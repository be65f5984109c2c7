//! Diagnostic HTML rendering: a `<div>` per record with nested
//! `<details>` sections, each emitted only when its triggering fields
//! are present.

use crate::config::FormatterConfig;
use crate::enrich::{flag_emoji, GeoLookup, UserAgentInfo};
use crate::formatters::{origin_method, user_state, RecordFormatter, UserState};
use crate::record::{is_pseudonymized, LogRecord};
use serde_json::Value;
use std::fmt::Write;
use std::sync::Arc;

/// Verbosity model fixed at construction.
#[derive(Debug, Clone, Copy, PartialEq, Eq, PartialOrd, Ord, Default)]
pub enum DetailLevel {
    /// Header and user line only.
    Minimal,
    /// Plus HTTP request and introspection sections.
    #[default]
    Standard,
    /// Plus device and backtrace sections.
    Full,
}

pub struct HtmlFormatter {
    detail: DetailLevel,
    device: Option<Arc<dyn UserAgentInfo>>,
    geo: Option<Arc<dyn GeoLookup>>,
}

impl HtmlFormatter {
    pub fn new(config: &FormatterConfig) -> Self {
        HtmlFormatter {
            detail: config.detail,
            device: None,
            geo: None,
        }
    }

    pub fn with_device(mut self, device: Arc<dyn UserAgentInfo>) -> Self {
        self.device = Some(device);
        self
    }

    pub fn with_geo(mut self, geo: Arc<dyn GeoLookup>) -> Self {
        self.geo = Some(geo);
        self
    }

    fn render(&self, record: &LogRecord) -> String {
        let mut html = String::new();
        let _ = write!(
            html,
            r#"<div class="logwire-event logwire-{}">"#,
            record.level.bucket().as_str()
        );
        let _ = write!(
            html,
            r#"<span class="logwire-head">{} {} · {} · {}</span>"#,
            record.level.emoji(),
            record.level.name(),
            escape(record.channel_label()),
            record.timestamp.format("%Y-%m-%d %H:%M:%S"),
        );
        let _ = write!(
            html,
            r#"<span class="logwire-message">{}</span>"#,
            escape(&record.message)
        );
        self.render_user(&mut html, record);
        if self.detail >= DetailLevel::Standard {
            self.render_request(&mut html, record);
            self.render_introspection(&mut html, record);
        }
        if self.detail >= DetailLevel::Full {
            self.render_device(&mut html, record);
            self.render_trace(&mut html, record);
        }
        html.push_str("</div>");
        html
    }

    /// Tri-state identity line: anonymous, pseudonymized, or resolved.
    fn render_user(&self, html: &mut String, record: &LogRecord) {
        let text = match user_state(record) {
            UserState::Anonymous => "Anonymous user".to_string(),
            UserState::Pseudonymized => "Pseudonymized user".to_string(),
            UserState::Resolved { id, name } => match (name, id) {
                (Some(name), Some(id)) => format!("{} (#{})", escape(&name), escape(&id)),
                (Some(name), None) => escape(&name),
                (None, Some(id)) => format!("User #{}", escape(&id)),
                (None, None) => return,
            },
            UserState::Absent => return,
        };
        let _ = write!(html, r#"<span class="logwire-user">{}</span>"#, text);
    }

    fn render_request(&self, html: &mut String, record: &LogRecord) {
        let verb = record.http_method();
        let url = record.extra_str("url");
        let referrer = record.extra_str("referrer");
        let ip = record.extra_str("ip");
        if verb.is_none() && url.is_none() && referrer.is_none() && ip.is_none() {
            return;
        }
        html.push_str("<details><summary>HTTP request</summary>");
        if verb.is_some() || url.is_some() {
            let _ = write!(
                html,
                "<div>{} {}</div>",
                verb.as_deref().unwrap_or("-"),
                escape(url.unwrap_or("-"))
            );
        }
        if let Some(referrer) = referrer {
            let _ = write!(html, "<div>Referrer: {}</div>", escape(referrer));
        }
        if let Some(ip) = ip {
            let _ = write!(html, "<div>From: {}</div>", self.render_ip(ip));
        }
        html.push_str("</details>");
    }

    /// IP line: pseudonymized values render as "obfuscated"; valid
    /// addresses get a country flag prefix when geo lookup is wired.
    fn render_ip(&self, ip: &str) -> String {
        if is_pseudonymized(ip) {
            return "obfuscated".to_string();
        }
        if ip.parse::<std::net::IpAddr>().is_err() {
            return escape(ip);
        }
        let flag = self
            .geo
            .as_ref()
            .and_then(|geo| geo.country(ip))
            .and_then(|country| flag_emoji(&country));
        match flag {
            Some(flag) => format!("{} {}", flag, escape(ip)),
            None => escape(ip),
        }
    }

    fn render_introspection(&self, html: &mut String, record: &LogRecord) {
        let file = record.extra_str("file");
        let function = record.extra_str("function");
        let class = record.extra_str("class");
        if file.is_none() && function.is_none() && class.is_none() {
            return;
        }
        html.push_str("<details><summary>PHP introspection</summary>");
        if let Some(file) = file {
            let _ = write!(
                html,
                "<div>{}:{}</div>",
                escape(file),
                record.extra_u64("line").unwrap_or(0)
            );
        }
        if function.is_some() || class.is_some() {
            let _ = write!(html, "<div>{}</div>", escape(&origin_method(record)));
        }
        html.push_str("</details>");
    }

    fn render_device(&self, html: &mut String, record: &LogRecord) {
        let info = self
            .device
            .as_ref()
            .zip(record.extra_str("ua"))
            .and_then(|(device, ua)| device.classify(ua));
        let Some(info) = info else { return };
        html.push_str("<details><summary>Device</summary>");
        if info.is_bot {
            let _ = write!(
                html,
                "<div>Bot: {}</div>",
                escape(info.bot_name.as_deref().unwrap_or("unknown"))
            );
        } else {
            if let Some(client) = &info.client_name {
                let _ = write!(
                    html,
                    "<div>Client: {} {}</div>",
                    escape(client),
                    escape(info.client_version.as_deref().unwrap_or(""))
                );
            }
            if let Some(os) = &info.os_name {
                let _ = write!(
                    html,
                    "<div>OS: {} {}</div>",
                    escape(os),
                    escape(info.os_version.as_deref().unwrap_or(""))
                );
            }
            let _ = write!(html, "<div>Class: {}</div>", info.class_label());
        }
        html.push_str("</details>");
    }

    fn render_trace(&self, html: &mut String, record: &LogRecord) {
        let Some(trace) = record.extra.get("trace") else {
            return;
        };
        let text = match trace {
            Value::String(s) => s.clone(),
            other => serde_json::to_string_pretty(other).unwrap_or_default(),
        };
        let _ = write!(
            html,
            "<details><summary>Backtrace</summary><pre>{}</pre></details>",
            escape(&text)
        );
    }
}

fn escape(text: &str) -> String {
    text.replace('&', "&amp;")
        .replace('<', "&lt;")
        .replace('>', "&gt;")
        .replace('"', "&quot;")
}

impl RecordFormatter for HtmlFormatter {
    fn format(&self, record: &LogRecord) -> Value {
        Value::String(self.render(record))
    }

    fn format_batch(&self, records: &[LogRecord]) -> Value {
        let html: String = records.iter().map(|r| self.render(r)).collect();
        Value::String(html)
    }
}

________________________

### TASK TO CARRY OUT
Each line between the start of the listing above and the line containing "use std::fmt::Write;", with both ends counted, is to be set down unchanged.

### RESPONSE TO THE TASK
repository be65f5984109c2c7
//! Diagnostic HTML rendering: a `<div>` per record with nested
//! `<details>` sections, each emitted only when its triggering fields
//! are present.

use crate::config::FormatterConfig;
use crate::enrich::{flag_emoji, GeoLookup, UserAgentInfo};
use crate::formatters::{origin_method, user_state, RecordFormatter, UserState};
use crate::record::{is_pseudonymized, LogRecord};
use serde_json::Value;
use std::fmt::Write;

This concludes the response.